→ **WORK ITEM**:
Every entry that appears below is to be output exactly.

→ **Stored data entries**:
++++++
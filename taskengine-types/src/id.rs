//! Typed ID wrappers for tasks, steps, and sandboxes.

use serde::{Deserialize, Serialize};
use std::fmt;

/// Typed ID wrappers prevent mixing up a task ID with a sandbox ID, even
/// though both are strings underneath. No UUID format is enforced here;
/// callers that want UUIDs construct one and pass its string form in.
macro_rules! typed_id {
    ($name:ident, $doc:expr) => {
        #[doc = $doc]
        #[derive(Debug, Clone, Hash, Eq, PartialEq, Serialize, Deserialize)]
        pub struct $name(pub String);

        impl $name {
            /// Create a new typed ID from anything that converts to `String`.
            pub fn new(id: impl Into<String>) -> Self {
                Self(id.into())
            }

            /// Generate a fresh random ID (UUID v4 string form).
            pub fn generate() -> Self {
                Self(uuid::Uuid::new_v4().to_string())
            }

            /// Borrow the inner string.
            pub fn as_str(&self) -> &str {
                &self.0
            }
        }

        impl fmt::Display for $name {
            fn fmt(&self, f: &mut fmt::Formatter<'_>) -> fmt::Result {
                write!(f, "{}", self.0)
            }
        }

        impl From<&str> for $name {
            fn from(s: &str) -> Self {
                Self(s.to_owned())
            }
        }

        impl From<String> for $name {
            fn from(s: String) -> Self {
                Self(s)
            }
        }
    };
}

typed_id!(TaskId, "Unique identifier for a task.");
typed_id!(StepId, "Unique identifier for a step within a task's plan.");
typed_id!(SandboxId, "Unique identifier for a sandbox, usually derived from its task ID.");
++++++
→ **RESULT**:
filename taskengine-types/src/id.rs
//! Typed ID wrappers for tasks, steps, and sandboxes.

use serde::{Deserialize, Serialize};
use std::fmt;

/// Typed ID wrappers prevent mixing up a task ID with a sandbox ID, even
/// though both are strings underneath. No UUID format is enforced here;
/// callers that want UUIDs construct one and pass its string form in.
macro_rules! typed_id {
    ($name:ident, $doc:expr) => {
        #[doc = $doc]
        #[derive(Debug, Clone, Hash, Eq, PartialEq, Serialize, Deserialize)]
        pub struct $name(pub String);

        impl $name {
            /// Create a new typed ID from anything that converts to `String`.
            pub fn new(id: impl Into<String>) -> Self {
                Self(id.into())
            }

            /// Generate a fresh random ID (UUID v4 string form).
            pub fn generate() -> Self {
                Self(uuid::Uuid::new_v4().to_string())
            }

            /// Borrow the inner string.
            pub fn as_str(&self) -> &str {
                &self.0
            }
        }

        impl fmt::Display for $name {
            fn fmt(&self, f: &mut fmt::Formatter<'_>) -> fmt::Result {
                write!(f, "{}", self.0)
            }
        }

        impl From<&str> for $name {
            fn from(s: &str) -> Self {
                Self(s.to_owned())
            }
        }

        impl From<String> for $name {
            fn from(s: String) -> Self {
                Self(s)
            }
        }
    };
}

typed_id!(TaskId, "Unique identifier for a task.");
typed_id!(StepId, "Unique identifier for a step within a task's plan.");
typed_id!(SandboxId, "Unique identifier for a sandbox, usually derived from its task ID.");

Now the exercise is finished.